ASSIGNMENT »
The response should be exactly the number of lines in the material below that contain the word "ChannelRegistry".

RECORDS FOR THE TASK »
◇ ◇ ◇ ◇ ◇
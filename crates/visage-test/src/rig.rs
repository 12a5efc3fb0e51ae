//! Rig builders - scene graphs shaped like the avatars we ship against

use visage_core::{ALL_CHANNELS, EYE_BLINK_LEFT, MOUTH_OPEN};
use visage_rig::{ChannelRegistry, MorphTargets, SceneGraph, SceneNode};

/// Name of the main face mesh in the builders below
pub const HEAD_MESH: &str = "Wolf3D_Head";

/// Full half-body avatar: skeleton down to a neck and head bone, a face mesh
/// with every channel, teeth that only open, and channel-less body parts
pub fn full_face() -> SceneGraph {
    let skeleton = SceneNode::bone("Hips").with_child(
        SceneNode::bone("Spine").with_child(
            SceneNode::bone("Neck")
                .with_child(SceneNode::bone("Head").with_child(SceneNode::bone("HeadTop_End"))),
        ),
    );

    SceneGraph::new(
        SceneNode::group("Armature")
            .with_child(skeleton)
            .with_child(SceneNode::mesh(HEAD_MESH, MorphTargets::new(ALL_CHANNELS)))
            .with_child(SceneNode::mesh("Wolf3D_Teeth", MorphTargets::new([MOUTH_OPEN])))
            .with_child(SceneNode::mesh("Wolf3D_Body", MorphTargets::default()))
            .with_child(SceneNode::mesh("EyeLeft", MorphTargets::default())),
    )
}

/// One mesh with a mouth and a single eyelid
pub fn minimal_face() -> SceneGraph {
    rig_with_channels(&[MOUTH_OPEN, EYE_BLINK_LEFT])
}

/// One mesh carrying exactly `channels`
pub fn rig_with_channels(channels: &[&str]) -> SceneGraph {
    SceneGraph::new(
        SceneNode::group("Scene").with_child(SceneNode::mesh(
            HEAD_MESH,
            MorphTargets::new(channels.iter().copied()),
        )),
    )
}

/// Skeleton without any blend channels
pub fn bare_rig() -> SceneGraph {
    SceneGraph::new(SceneNode::group("Scene").with_child(SceneNode::bone("Root")))
}

/// Index a graph
pub fn registry(graph: &SceneGraph) -> ChannelRegistry {
    ChannelRegistry::index(graph)
}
◇ ◇ ◇ ◇ ◇
SOLUTION FOR THIS PROBLEM »
3